• [What you have to do]:
For the data that follows, report how many lines contain the word "records", and nothing else.

• [Collected data entries]:

■ ■ ■ ■ ■ ■ ■

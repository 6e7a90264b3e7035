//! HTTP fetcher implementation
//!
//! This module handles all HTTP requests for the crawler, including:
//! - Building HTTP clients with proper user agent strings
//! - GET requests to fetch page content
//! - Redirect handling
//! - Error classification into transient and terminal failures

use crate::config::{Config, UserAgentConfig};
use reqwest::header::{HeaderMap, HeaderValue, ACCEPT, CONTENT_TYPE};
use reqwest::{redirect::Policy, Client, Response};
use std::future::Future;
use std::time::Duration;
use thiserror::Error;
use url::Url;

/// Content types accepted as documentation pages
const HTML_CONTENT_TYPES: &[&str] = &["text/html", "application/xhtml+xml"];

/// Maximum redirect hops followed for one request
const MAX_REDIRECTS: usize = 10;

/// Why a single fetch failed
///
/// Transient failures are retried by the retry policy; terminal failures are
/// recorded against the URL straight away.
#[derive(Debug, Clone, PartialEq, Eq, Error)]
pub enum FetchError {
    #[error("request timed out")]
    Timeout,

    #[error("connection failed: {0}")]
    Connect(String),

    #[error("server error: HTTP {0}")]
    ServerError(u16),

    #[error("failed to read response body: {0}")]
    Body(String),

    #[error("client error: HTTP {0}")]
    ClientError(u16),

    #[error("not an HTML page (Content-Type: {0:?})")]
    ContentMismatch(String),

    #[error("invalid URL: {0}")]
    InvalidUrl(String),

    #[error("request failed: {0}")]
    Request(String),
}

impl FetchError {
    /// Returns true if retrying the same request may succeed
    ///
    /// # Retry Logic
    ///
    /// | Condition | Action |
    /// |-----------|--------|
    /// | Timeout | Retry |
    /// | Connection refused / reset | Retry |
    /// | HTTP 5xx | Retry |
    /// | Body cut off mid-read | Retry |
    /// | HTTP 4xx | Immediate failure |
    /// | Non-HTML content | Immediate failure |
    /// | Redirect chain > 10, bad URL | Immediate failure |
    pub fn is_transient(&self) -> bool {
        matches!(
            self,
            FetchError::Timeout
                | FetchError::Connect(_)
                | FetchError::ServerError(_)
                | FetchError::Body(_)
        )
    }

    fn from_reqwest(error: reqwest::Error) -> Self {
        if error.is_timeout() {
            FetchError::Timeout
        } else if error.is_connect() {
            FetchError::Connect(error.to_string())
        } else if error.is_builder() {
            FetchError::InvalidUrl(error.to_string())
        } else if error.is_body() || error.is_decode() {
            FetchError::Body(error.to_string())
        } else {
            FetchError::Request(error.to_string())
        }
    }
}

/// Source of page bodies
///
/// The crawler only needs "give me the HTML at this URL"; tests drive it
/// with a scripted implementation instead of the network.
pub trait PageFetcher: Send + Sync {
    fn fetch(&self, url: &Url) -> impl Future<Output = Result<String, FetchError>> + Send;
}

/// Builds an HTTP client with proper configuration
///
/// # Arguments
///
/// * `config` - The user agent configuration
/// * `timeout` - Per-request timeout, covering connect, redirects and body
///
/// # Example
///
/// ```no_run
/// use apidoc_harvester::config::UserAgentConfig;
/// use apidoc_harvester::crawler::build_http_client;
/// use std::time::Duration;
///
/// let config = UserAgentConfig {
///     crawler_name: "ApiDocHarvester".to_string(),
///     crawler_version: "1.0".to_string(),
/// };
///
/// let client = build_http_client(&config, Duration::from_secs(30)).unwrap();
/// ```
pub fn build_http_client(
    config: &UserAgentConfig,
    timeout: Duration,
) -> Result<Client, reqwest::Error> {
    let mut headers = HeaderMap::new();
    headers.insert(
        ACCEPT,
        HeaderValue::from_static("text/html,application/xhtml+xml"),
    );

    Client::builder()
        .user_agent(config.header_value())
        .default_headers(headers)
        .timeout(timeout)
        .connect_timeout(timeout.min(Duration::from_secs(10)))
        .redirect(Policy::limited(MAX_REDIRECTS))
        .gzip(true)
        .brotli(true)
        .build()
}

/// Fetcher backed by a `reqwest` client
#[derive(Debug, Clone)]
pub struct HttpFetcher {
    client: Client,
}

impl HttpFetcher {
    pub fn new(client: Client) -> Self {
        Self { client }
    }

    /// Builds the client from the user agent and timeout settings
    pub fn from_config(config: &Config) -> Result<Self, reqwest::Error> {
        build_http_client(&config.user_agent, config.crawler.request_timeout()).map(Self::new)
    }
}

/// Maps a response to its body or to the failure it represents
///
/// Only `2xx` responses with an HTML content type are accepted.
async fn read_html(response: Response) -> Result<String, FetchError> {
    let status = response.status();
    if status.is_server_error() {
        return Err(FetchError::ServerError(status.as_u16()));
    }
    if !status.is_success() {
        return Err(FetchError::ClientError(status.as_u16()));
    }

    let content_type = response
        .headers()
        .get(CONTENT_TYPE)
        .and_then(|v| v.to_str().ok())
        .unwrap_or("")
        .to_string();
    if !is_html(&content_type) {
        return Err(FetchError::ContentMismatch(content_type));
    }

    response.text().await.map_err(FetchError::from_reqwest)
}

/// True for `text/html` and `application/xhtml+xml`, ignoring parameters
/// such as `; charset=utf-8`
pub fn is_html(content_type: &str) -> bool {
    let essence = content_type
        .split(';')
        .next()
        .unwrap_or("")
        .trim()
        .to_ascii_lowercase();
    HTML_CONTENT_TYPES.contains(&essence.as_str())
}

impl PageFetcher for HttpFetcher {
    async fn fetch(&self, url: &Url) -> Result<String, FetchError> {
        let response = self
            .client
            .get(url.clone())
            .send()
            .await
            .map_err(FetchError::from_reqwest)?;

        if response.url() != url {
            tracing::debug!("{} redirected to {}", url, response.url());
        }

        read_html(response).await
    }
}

■ ■ ■ ■ ■ ■ ■

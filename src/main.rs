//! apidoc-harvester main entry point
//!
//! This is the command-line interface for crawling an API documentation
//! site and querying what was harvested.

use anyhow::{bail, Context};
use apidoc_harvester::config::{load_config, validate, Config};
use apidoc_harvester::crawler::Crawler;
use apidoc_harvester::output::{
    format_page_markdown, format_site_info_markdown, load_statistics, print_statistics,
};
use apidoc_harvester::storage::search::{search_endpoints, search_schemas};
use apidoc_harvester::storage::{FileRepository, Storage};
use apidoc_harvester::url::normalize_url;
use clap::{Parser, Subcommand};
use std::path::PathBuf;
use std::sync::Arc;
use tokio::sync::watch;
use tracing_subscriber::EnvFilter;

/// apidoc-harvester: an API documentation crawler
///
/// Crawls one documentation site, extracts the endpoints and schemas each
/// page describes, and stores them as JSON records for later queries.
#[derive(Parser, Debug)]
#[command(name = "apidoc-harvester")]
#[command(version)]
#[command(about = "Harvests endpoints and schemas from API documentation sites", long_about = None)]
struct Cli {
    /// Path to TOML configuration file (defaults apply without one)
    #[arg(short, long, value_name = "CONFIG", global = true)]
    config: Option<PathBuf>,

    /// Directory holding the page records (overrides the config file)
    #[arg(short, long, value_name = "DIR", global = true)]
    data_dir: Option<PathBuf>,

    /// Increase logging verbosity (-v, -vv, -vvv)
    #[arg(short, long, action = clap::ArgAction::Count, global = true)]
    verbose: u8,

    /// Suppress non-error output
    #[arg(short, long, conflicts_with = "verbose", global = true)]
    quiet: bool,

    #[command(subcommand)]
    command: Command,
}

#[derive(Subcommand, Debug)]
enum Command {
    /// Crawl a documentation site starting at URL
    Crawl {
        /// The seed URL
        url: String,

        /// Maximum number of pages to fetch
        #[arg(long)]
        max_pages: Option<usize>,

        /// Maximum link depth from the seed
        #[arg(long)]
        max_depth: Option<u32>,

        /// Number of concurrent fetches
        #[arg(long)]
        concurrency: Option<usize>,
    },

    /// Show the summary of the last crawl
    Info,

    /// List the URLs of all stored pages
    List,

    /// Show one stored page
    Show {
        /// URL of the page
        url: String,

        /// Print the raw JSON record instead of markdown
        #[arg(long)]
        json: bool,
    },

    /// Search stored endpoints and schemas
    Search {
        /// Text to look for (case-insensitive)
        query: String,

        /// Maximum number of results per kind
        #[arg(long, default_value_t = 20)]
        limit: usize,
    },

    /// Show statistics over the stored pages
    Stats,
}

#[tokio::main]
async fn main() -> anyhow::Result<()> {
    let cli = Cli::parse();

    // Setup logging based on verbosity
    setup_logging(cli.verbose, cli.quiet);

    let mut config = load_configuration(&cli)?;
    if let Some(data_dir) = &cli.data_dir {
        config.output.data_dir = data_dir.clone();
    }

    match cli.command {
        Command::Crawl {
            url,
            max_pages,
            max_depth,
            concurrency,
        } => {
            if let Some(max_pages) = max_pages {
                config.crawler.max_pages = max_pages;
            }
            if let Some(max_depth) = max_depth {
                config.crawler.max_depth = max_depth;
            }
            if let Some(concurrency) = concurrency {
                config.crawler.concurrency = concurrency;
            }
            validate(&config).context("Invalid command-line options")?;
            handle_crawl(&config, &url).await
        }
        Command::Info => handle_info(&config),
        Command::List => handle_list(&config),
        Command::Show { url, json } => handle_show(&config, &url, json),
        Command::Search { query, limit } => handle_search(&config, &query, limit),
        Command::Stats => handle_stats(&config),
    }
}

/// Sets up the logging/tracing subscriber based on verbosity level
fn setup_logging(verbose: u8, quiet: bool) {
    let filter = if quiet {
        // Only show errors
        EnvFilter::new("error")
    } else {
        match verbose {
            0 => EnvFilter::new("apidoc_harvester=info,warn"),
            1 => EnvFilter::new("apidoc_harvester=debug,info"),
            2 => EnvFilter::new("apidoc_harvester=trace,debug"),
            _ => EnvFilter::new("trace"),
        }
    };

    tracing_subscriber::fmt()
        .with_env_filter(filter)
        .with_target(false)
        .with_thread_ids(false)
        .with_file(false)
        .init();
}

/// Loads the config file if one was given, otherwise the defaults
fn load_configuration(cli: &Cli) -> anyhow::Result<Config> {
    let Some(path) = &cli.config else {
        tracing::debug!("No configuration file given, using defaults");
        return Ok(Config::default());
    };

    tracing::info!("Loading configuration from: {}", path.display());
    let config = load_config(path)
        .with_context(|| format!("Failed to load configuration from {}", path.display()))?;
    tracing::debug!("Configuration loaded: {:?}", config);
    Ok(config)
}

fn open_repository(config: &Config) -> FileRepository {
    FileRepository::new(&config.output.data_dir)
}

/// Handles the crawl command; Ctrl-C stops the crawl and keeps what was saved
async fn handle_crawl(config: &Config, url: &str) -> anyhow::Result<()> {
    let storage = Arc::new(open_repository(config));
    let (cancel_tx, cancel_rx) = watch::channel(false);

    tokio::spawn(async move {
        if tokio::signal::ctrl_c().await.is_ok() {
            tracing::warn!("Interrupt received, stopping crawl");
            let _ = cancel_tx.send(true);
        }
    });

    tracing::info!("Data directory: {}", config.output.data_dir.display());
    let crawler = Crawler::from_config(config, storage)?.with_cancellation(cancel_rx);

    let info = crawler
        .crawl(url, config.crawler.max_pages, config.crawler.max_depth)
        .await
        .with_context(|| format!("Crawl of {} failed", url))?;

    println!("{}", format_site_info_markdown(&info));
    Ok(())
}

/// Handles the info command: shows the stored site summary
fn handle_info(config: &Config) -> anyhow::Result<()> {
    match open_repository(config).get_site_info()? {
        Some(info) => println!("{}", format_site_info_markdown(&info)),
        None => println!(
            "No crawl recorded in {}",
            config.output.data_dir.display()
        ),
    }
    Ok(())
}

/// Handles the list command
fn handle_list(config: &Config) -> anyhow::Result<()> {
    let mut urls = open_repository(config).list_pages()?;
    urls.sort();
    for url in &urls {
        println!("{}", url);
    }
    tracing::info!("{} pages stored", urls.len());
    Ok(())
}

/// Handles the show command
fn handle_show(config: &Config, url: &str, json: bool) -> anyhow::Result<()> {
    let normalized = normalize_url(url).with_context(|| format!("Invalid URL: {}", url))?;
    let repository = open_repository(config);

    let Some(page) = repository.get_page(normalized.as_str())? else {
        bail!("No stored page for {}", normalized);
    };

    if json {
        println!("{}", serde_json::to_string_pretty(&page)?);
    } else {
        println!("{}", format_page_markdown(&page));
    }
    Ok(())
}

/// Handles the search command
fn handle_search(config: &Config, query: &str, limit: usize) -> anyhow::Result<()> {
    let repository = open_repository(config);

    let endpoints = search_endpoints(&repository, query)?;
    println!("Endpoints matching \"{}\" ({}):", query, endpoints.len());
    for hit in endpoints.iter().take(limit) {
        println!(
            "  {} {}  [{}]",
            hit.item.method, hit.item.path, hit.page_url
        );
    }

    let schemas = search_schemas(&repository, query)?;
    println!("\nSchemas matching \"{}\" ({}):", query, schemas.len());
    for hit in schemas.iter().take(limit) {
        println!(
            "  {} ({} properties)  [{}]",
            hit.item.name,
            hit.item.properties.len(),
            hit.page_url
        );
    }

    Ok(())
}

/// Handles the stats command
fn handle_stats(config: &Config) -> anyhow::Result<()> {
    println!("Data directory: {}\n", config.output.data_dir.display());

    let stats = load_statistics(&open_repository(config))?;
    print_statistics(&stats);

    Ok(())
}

■ ■ ■ ■ ■ ■ ■

• [Answer space]:
2